La cuisine anti-gaspi, késako ?? tout le monde en parle mais qu’est ce que c’est au juste ? Je propose de t’expliquer ici ce qu’on entends par “cuisine anti-gaspi”, et tu vas voir que ce n’est pas forcément ce que tu penses.
Bien sûr, il est question de limiter le gaspillage alimentaire mais ce n’est pas obligatoirement une question d’engagement écologique ( bien que ce soit un très bon moyen d’apporter sa pierre à l’édifice de la sauvegarde de la planète ). La cuisine anti-gaspi est avant tout une cuisine de bon sens, une cuisine où le fait de jeter doit être une exception. C’est une cuisine ou chacun peut trouver sa place et piocher des idées selon ses envies, elle est accessible à tous.
Que signifie anti-gaspi ?
Le terme anti-gaspi vient de la lutte contre le gaspillage alimentaire. Lorsque j’ai démarré mon activité en 2014, c’est à dire quand j’ai commencé à partager mes recettes sur les réseaux sociaux et à donner des cours de cuisine, ce terme était quasi inconnu. La lutte contre le gaspillage alimentaire faisait figure de passade pour personnage loufoque et cuisiner la totalité d’un produit y compris fanes, carcasses et os était presque considéré comme trouble psychiatrique.
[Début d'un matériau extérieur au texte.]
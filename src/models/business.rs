//! Business listing model.
//!
//! Every optional field has a defined type and default at construction;
//! nothing is patched in at read time.

use serde::Serialize;

/// Listing kind; doubles as the public list route segment.
#[derive(Debug, Clone, Copy, PartialEq, Eq, Serialize)]
#[serde(rename_all = "lowercase")]
pub enum BusinessKind {
    /// 동네맛집
    Food,
    /// 가전수리
    Repair,
}

impl BusinessKind {
    pub fn as_str(self) -> &'static str {
        match self {
            BusinessKind::Food => "food",
            BusinessKind::Repair => "repair",
        }
    }

    pub fn parse(value: &str) -> Option<Self> {
        match value {
            "food" => Some(BusinessKind::Food),
            "repair" => Some(BusinessKind::Repair),
            _ => None,
        }
    }
}

/// A (sido, sigungu, dong) location.
#[derive(Debug, Clone, PartialEq, Eq, Serialize)]
pub struct RegionTriple {
    pub sido: String,
    pub sigungu: String,
    pub dong: String,
}

/// One of up to three highlighted menu entries.
#[derive(Debug, Clone, PartialEq, Eq, Serialize)]
pub struct MenuItem {
    pub name: String,
    pub price: String,
}

/// One of up to three highlighted service entries.
#[derive(Debug, Clone, PartialEq, Eq, Serialize)]
pub struct ServiceItem {
    pub name: String,
    pub description: String,
    pub price: String,
}

/// Mon..Sun operating-hour strings plus the off-day note.
#[derive(Debug, Clone, Default, Serialize)]
pub struct OperatingHours {
    pub mon: Option<String>,
    pub tue: Option<String>,
    pub wed: Option<String>,
    pub thu: Option<String>,
    pub fri: Option<String>,
    pub sat: Option<String>,
    pub sun: Option<String>,
    pub off_day: Option<String>,
}

/// Amenity checkboxes on the listing form.
#[derive(Debug, Clone, Copy, Default, Serialize)]
pub struct FeatureFlags {
    pub delivery: bool,
    pub reservation: bool,
    pub parking: bool,
    pub pet: bool,
    pub wifi: bool,
    pub group: bool,
}

/// Owner-editable listing fields, as collected from the register/edit form.
#[derive(Debug, Clone)]
pub struct BusinessDraft {
    pub kind: BusinessKind,
    pub region: RegionTriple,
    pub category: String,
    pub name: String,
    pub description: String,
    pub phone: Option<String>,
    pub homepage: Option<String>,
    pub blog: Option<String>,
    pub instagram: Option<String>,
    pub address_road: Option<String>,
    pub address_detail: Option<String>,
    pub lat: Option<String>,
    pub lng: Option<String>,
    pub hours: OperatingHours,
    pub features: FeatureFlags,
    pub menus: Vec<MenuItem>,
    pub services: Vec<ServiceItem>,
    pub image_url: Option<String>,
}

/// A registered business listing.
#[derive(Debug, Clone, Serialize)]
pub struct Business {
    pub id: i64,
    pub kind: BusinessKind,
    #[serde(flatten)]
    pub region: RegionTriple,
    pub category: String,
    pub name: String,
    pub description: String,
    pub phone: Option<String>,
    pub homepage: Option<String>,
    pub blog: Option<String>,
    pub instagram: Option<String>,
    pub address_road: Option<String>,
    pub address_detail: Option<String>,
    pub lat: Option<String>,
    pub lng: Option<String>,
    pub hours: OperatingHours,
    pub features: FeatureFlags,
    pub menus: Vec<MenuItem>,
    pub services: Vec<ServiceItem>,
    pub owner: String,
    pub approved: bool,
    pub paid: bool,
    pub image_url: Option<String>,
}

impl Business {
    /// Materialize a draft under the given id and owner.
    pub fn from_draft(id: i64, owner: &str, approved: bool, draft: BusinessDraft) -> Self {
        Self {
            id,
            kind: draft.kind,
            region: draft.region,
            category: draft.category,
            name: draft.name,
            description: draft.description,
            phone: draft.phone,
            homepage: draft.homepage,
            blog: draft.blog,
            instagram: draft.instagram,
            address_road: draft.address_road,
            address_detail: draft.address_detail,
            lat: draft.lat,
            lng: draft.lng,
            hours: draft.hours,
            features: draft.features,
            menus: draft.menus,
            services: draft.services,
            owner: owner.to_string(),
            approved,
            paid: false,
            image_url: draft.image_url,
        }
    }

    /// Replace the mutable fields from an edit, keeping id, owner, approval
    /// and paid state. The stored image survives when the edit carries none.
    pub fn apply_draft(&mut self, draft: BusinessDraft) {
        self.kind = draft.kind;
        self.region = draft.region;
        self.category = draft.category;
        self.name = draft.name;
        self.description = draft.description;
        self.phone = draft.phone;
        self.homepage = draft.homepage;
        self.blog = draft.blog;
        self.instagram = draft.instagram;
        self.address_road = draft.address_road;
        self.address_detail = draft.address_detail;
        self.lat = draft.lat;
        self.lng = draft.lng;
        self.hours = draft.hours;
        self.features = draft.features;
        self.menus = draft.menus;
        self.services = draft.services;
        if draft.image_url.is_some() {
            self.image_url = draft.image_url;
        }
    }
}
A ce propos, les gens qui consommaient les fanes de légumes étaient très sérieusement nommés les ” déchétariens” . J’imagine qu’un jour, un type a trouvé drôle de faire un parallèle Végétarien / Déchétarien puisque consommer les fanes et épluchures d’un légume était alors considéré comme une pratique un peu fanatique des amoureux de la nature. Cette appellation franchement pas engageante ne m’a pas vraiment aidé au début, il a fallu trouver quelque chose de plus sympa. Anti-gaspi, ça sonne tout de même mieux que déchétarien, non ? Bref, on est loin aujourd’hui de ce qui était il y a peu.
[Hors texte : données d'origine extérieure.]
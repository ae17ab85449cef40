//! Community post (동네생활) endpoints.

use axum::extract::{Multipart, Query, State};
use axum::response::Redirect;
use axum::Json;
use axum_extra::extract::SignedCookieJar;
use serde_json::{json, Value};

use super::{FormData, RegionQuery};
use crate::auth;
use crate::errors::AppError;
use crate::AppState;

/// GET /lifestyle?sido=&sigungu=&dong= - posts in one neighborhood.
pub async fn lifestyle_page(
    State(state): State<AppState>,
    jar: SignedCookieJar,
    Query(query): Query<RegionQuery>,
) -> Result<Json<Value>, AppError> {
    state
        .locations
        .validate(&query.sido, &query.sigungu, &query.dong)?;

    let region = query.into_triple();
    let posts = state.store.posts_in(&region);

    Ok(Json(json!({
        "user": auth::current_user(&jar),
        "sido": region.sido,
        "sigungu": region.sigungu,
        "dong": region.dong,
        "news_posts": posts,
    })))
}

/// GET /lifestyle/new?sido=&sigungu=&dong= - post form context.
pub async fn lifestyle_new_page(
    jar: SignedCookieJar,
    Query(query): Query<RegionQuery>,
) -> Result<Json<Value>, AppError> {
    let user = auth::current_user(&jar).ok_or(AppError::LoginRequired)?;

    Ok(Json(json!({
        "user": user,
        "sido": query.sido,
        "sigungu": query.sigungu,
        "dong": query.dong,
    })))
}

/// POST /lifestyle/new - create a post, optionally with an image.
pub async fn lifestyle_new(
    State(state): State<AppState>,
    jar: SignedCookieJar,
    multipart: Multipart,
) -> Result<Redirect, AppError> {
    let user = auth::current_user(&jar).ok_or(AppError::LoginRequired)?;

    let form = FormData::from_multipart(
        multipart,
        &state.config.lifestyle_dir(),
        "/static/lifestyle",
    )
    .await?;

    let title = form.required("title")?;
    let content = form.required("content")?;
    let sido = form.required("sido")?;
    let sigungu = form.required("sigungu")?;
    let dong = form.required("dong")?;

    state.locations.validate(&sido, &sigungu, &dong)?;

    let region = crate::models::RegionTriple {
        sido,
        sigungu,
        dong,
    };
    let image_url = form.image_url.clone();
    state
        .store
        .add_post(&title, &content, &user, region.clone(), image_url);

    Ok(Redirect::to(&format!(
        "/lifestyle?sido={}&sigungu={}&dong={}",
        region.sido, region.sigungu, region.dong
    )))
}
Si le terme anti-gaspi est aujourd’hui entré dans notre quotidien, il faut bien dire qu’il ne signifie pas vraiment la même chose pour tout le monde. Je ne parlerais ici que de son sens en cuisine. La cuisine anti-gaspi n’est pas une vie anti-gaspi ! c’est juste de la cuisine où l’on essaye de jeter le moins possible et de consommer ce qui est consommable. C’est ma façon à moi de lutter contre le gaspillage alimentaire.
Le gaspillage alimentaire
Puisqu’on en parle, il faut bien donner quelques chiffres. Grosso modo, on compte pour chaque français environ 30 kg de déchets alimentaire par an dont 7 kg de produit encore emballé. C’est à peu près la même chose pour tous les pays évolués.
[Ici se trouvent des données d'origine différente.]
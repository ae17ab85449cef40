//! Business listing endpoints: public lists, registration, detail, reviews,
//! edit/delete and the mock entry-fee payment.

use axum::extract::{Multipart, Path, Query, State};
use axum::response::Redirect;
use axum::{Form, Json};
use axum_extra::extract::SignedCookieJar;
use serde::Deserialize;
use serde_json::{json, Value};

use super::FormData;
use crate::auth;
use crate::errors::AppError;
use crate::models::{
    Business, BusinessDraft, BusinessKind, FeatureFlags, MenuItem, OperatingHours, RegionTriple,
    ServiceItem,
};
use crate::store::average_rating;
use crate::AppState;

#[derive(Debug, Deserialize)]
pub struct BusinessListQuery {
    pub sido: String,
    pub sigungu: String,
    pub dong: String,
    pub category: Option<String>,
}

/// GET /food and GET /repair - approved listings in one neighborhood.
pub async fn business_list(
    state: AppState,
    jar: SignedCookieJar,
    kind: BusinessKind,
    query: BusinessListQuery,
) -> Result<Json<Value>, AppError> {
    state
        .locations
        .validate(&query.sido, &query.sigungu, &query.dong)?;

    let region = RegionTriple {
        sido: query.sido,
        sigungu: query.sigungu,
        dong: query.dong,
    };
    let items = state
        .store
        .filter_businesses(kind, &region, query.category.as_deref());
    let categories = state.store.categories(kind);

    Ok(Json(json!({
        "user": auth::current_user(&jar),
        "items": items,
        "categories": categories,
        "sido": region.sido,
        "sigungu": region.sigungu,
        "dong": region.dong,
    })))
}

pub async fn food_list(
    State(state): State<AppState>,
    jar: SignedCookieJar,
    Query(query): Query<BusinessListQuery>,
) -> Result<Json<Value>, AppError> {
    business_list(state, jar, BusinessKind::Food, query).await
}

pub async fn repair_list(
    State(state): State<AppState>,
    jar: SignedCookieJar,
    Query(query): Query<BusinessListQuery>,
) -> Result<Json<Value>, AppError> {
    business_list(state, jar, BusinessKind::Repair, query).await
}

/// GET /business/register - registration form context.
pub async fn business_register_page(
    State(state): State<AppState>,
    jar: SignedCookieJar,
) -> Result<Json<Value>, AppError> {
    let user = auth::current_user(&jar).ok_or(AppError::LoginRequired)?;

    Ok(Json(json!({
        "user": user,
        "sido_list": state.locations.sido_list(),
    })))
}

/// POST /business/new - register a listing. Admin-created listings are
/// approved immediately; everything else waits for review.
pub async fn business_new(
    State(state): State<AppState>,
    jar: SignedCookieJar,
    multipart: Multipart,
) -> Result<Redirect, AppError> {
    let user = auth::current_user(&jar).ok_or(AppError::LoginRequired)?;

    let form =
        FormData::from_multipart(multipart, &state.config.upload_dir(), "/static/uploads").await?;
    let draft = draft_from_form(&state, &form)?;

    let kind = draft.kind;
    let region = draft.region.clone();
    let approved = auth::session_is_admin(&jar);
    state.store.create_business(&user, approved, draft);

    Ok(Redirect::to(&format!(
        "/{}?sido={}&sigungu={}&dong={}",
        kind.as_str(),
        region.sido,
        region.sigungu,
        region.dong
    )))
}

/// GET /business/{id} - listing detail with reviews and average rating.
pub async fn business_detail(
    State(state): State<AppState>,
    jar: SignedCookieJar,
    Path(id): Path<i64>,
) -> Result<Json<Value>, AppError> {
    let business = find_business(&state, id)?;
    let reviews = state.store.reviews_for(id);

    Ok(Json(json!({
        "user": auth::current_user(&jar),
        "business": business,
        "avg_rating": average_rating(&reviews),
        "review_count": reviews.len(),
        "reviews": reviews,
    })))
}

#[derive(Debug, Deserialize)]
pub struct ReviewForm {
    pub rating: i32,
    pub comment: String,
}

/// POST /business/{id}/review - leave a review.
pub async fn add_review(
    State(state): State<AppState>,
    jar: SignedCookieJar,
    Path(id): Path<i64>,
    Form(form): Form<ReviewForm>,
) -> Result<Redirect, AppError> {
    let user = auth::current_user(&jar).ok_or(AppError::LoginRequired)?;
    find_business(&state, id)?;

    state.store.add_review(id, &user, form.rating, &form.comment);

    Ok(Redirect::to(&format!("/business/{}", id)))
}

/// GET /my/businesses - the caller's own listings, any approval state.
pub async fn my_businesses(
    State(state): State<AppState>,
    jar: SignedCookieJar,
) -> Result<Json<Value>, AppError> {
    let user = auth::current_user(&jar).ok_or(AppError::LoginRequired)?;
    let businesses = state.store.businesses_owned_by(&user);

    Ok(Json(json!({
        "user": user,
        "businesses": businesses,
    })))
}

/// GET /business/{id}/edit - edit form context (owner or admin).
pub async fn business_edit_page(
    State(state): State<AppState>,
    jar: SignedCookieJar,
    Path(id): Path<i64>,
) -> Result<Json<Value>, AppError> {
    let business = find_business(&state, id)?;
    require_can_edit(&jar, &business)?;

    Ok(Json(json!({
        "user": auth::current_user(&jar),
        "business": business,
        "sido_list": state.locations.sido_list(),
    })))
}

/// POST /business/{id}/edit - replace the mutable fields; id, approval and
/// paid state survive.
pub async fn business_edit(
    State(state): State<AppState>,
    jar: SignedCookieJar,
    Path(id): Path<i64>,
    multipart: Multipart,
) -> Result<Redirect, AppError> {
    let business = find_business(&state, id)?;
    require_can_edit(&jar, &business)?;

    let form =
        FormData::from_multipart(multipart, &state.config.upload_dir(), "/static/uploads").await?;
    let draft = draft_from_form(&state, &form)?;

    state
        .store
        .update_business(id, draft)
        .ok_or_else(|| AppError::NotFound("업체 없음".to_string()))?;

    Ok(Redirect::to(&format!("/business/{}", id)))
}

/// POST /business/{id}/delete - remove a listing and its reviews.
pub async fn business_delete(
    State(state): State<AppState>,
    jar: SignedCookieJar,
    Path(id): Path<i64>,
) -> Result<Redirect, AppError> {
    let business = find_business(&state, id)?;
    require_can_edit(&jar, &business)?;

    state.store.delete_business(id);

    Ok(Redirect::to("/"))
}

/// POST /business/{id}/pay-entry - mock entry-fee payment: flips the paid
/// flag and nothing else.
pub async fn pay_entry(
    State(state): State<AppState>,
    jar: SignedCookieJar,
    Path(id): Path<i64>,
) -> Result<Redirect, AppError> {
    auth::current_user(&jar).ok_or(AppError::LoginRequired)?;
    let business = find_business(&state, id)?;
    require_can_edit(&jar, &business)?;

    state.store.mark_paid(id);

    Ok(Redirect::to(&format!("/business/{}", id)))
}

fn find_business(state: &AppState, id: i64) -> Result<Business, AppError> {
    state
        .store
        .business(id)
        .ok_or_else(|| AppError::NotFound("업체 없음".to_string()))
}

fn require_can_edit(jar: &SignedCookieJar, business: &Business) -> Result<(), AppError> {
    if auth::can_edit(jar, &business.owner) {
        Ok(())
    } else if auth::current_user(jar).is_none() {
        Err(AppError::LoginRequired)
    } else {
        Err(AppError::Forbidden("권한 없음".to_string()))
    }
}

/// Build a listing draft from the register/edit form, validating the kind
/// and region triple. Menu and service slots are numbered 1..=3 and kept
/// only when a name was entered.
fn draft_from_form(state: &AppState, form: &FormData) -> Result<BusinessDraft, AppError> {
    let kind_raw = form.required("kind")?;
    let kind = BusinessKind::parse(&kind_raw)
        .ok_or_else(|| AppError::BadRequest("잘못된 업종입니다.".to_string()))?;

    let sido = form.required("sido")?;
    let sigungu = form.required("sigungu")?;
    let dong = form.required("dong")?;
    state.locations.validate(&sido, &sigungu, &dong)?;

    let mut menus = Vec::new();
    for slot in 1..=3 {
        if let Some(name) = form.optional(&format!("menu_name{}", slot)) {
            menus.push(MenuItem {
                name,
                price: form
                    .optional(&format!("menu_price{}", slot))
                    .unwrap_or_default(),
            });
        }
    }

    let mut services = Vec::new();
    for slot in 1..=3 {
        if let Some(name) = form.optional(&format!("service_name{}", slot)) {
            services.push(ServiceItem {
                name,
                description: form
                    .optional(&format!("service_desc{}", slot))
                    .unwrap_or_default(),
                price: form
                    .optional(&format!("service_price{}", slot))
                    .unwrap_or_default(),
            });
        }
    }

    Ok(BusinessDraft {
        kind,
        region: RegionTriple {
            sido,
            sigungu,
            dong,
        },
        category: form.required("category")?,
        name: form.required("name")?,
        description: form.required("description")?,
        phone: form.optional("phone"),
        homepage: form.optional("homepage"),
        blog: form.optional("blog"),
        instagram: form.optional("instagram"),
        address_road: form.optional("address_road"),
        address_detail: form.optional("address_detail"),
        lat: form.optional("lat"),
        lng: form.optional("lng"),
        hours: OperatingHours {
            mon: form.optional("hours_mon"),
            tue: form.optional("hours_tue"),
            wed: form.optional("hours_wed"),
            thu: form.optional("hours_thu"),
            fri: form.optional("hours_fri"),
            sat: form.optional("hours_sat"),
            sun: form.optional("hours_sun"),
            off_day: form.optional("off_day"),
        },
        features: FeatureFlags {
            delivery: form.flag("opt_delivery"),
            reservation: form.flag("opt_reservation"),
            parking: form.flag("opt_parking"),
            pet: form.flag("opt_pet"),
            wifi: form.flag("opt_wifi"),
            group: form.flag("opt_group"),
        },
        menus,
        services,
        image_url: form.image_url.clone(),
    })
}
Le consommateur jette, mais le producteur également, ainsi que le transporteur et le revendeur. Lorsqu’un produit arrive dans le frigo d’un consommateur, il a déjà eu un sacré parcours, souvent il a fait beaucoup de kilomètres, parfois il a longuement patienté dans une chambre froide ou une chambre de mûrissement et il a risqué sa vie à chaque étape :
- chez le producteur qui doit fournir des produits calibrés ( poids, taille, couleur ) selon des cahiers des charges précis. Si pour une raison ou une autre sa production n’est pas conforme, il doit la jeter. Pour peu que les courgettes aient poussées de travers, allez zou ! poubelle.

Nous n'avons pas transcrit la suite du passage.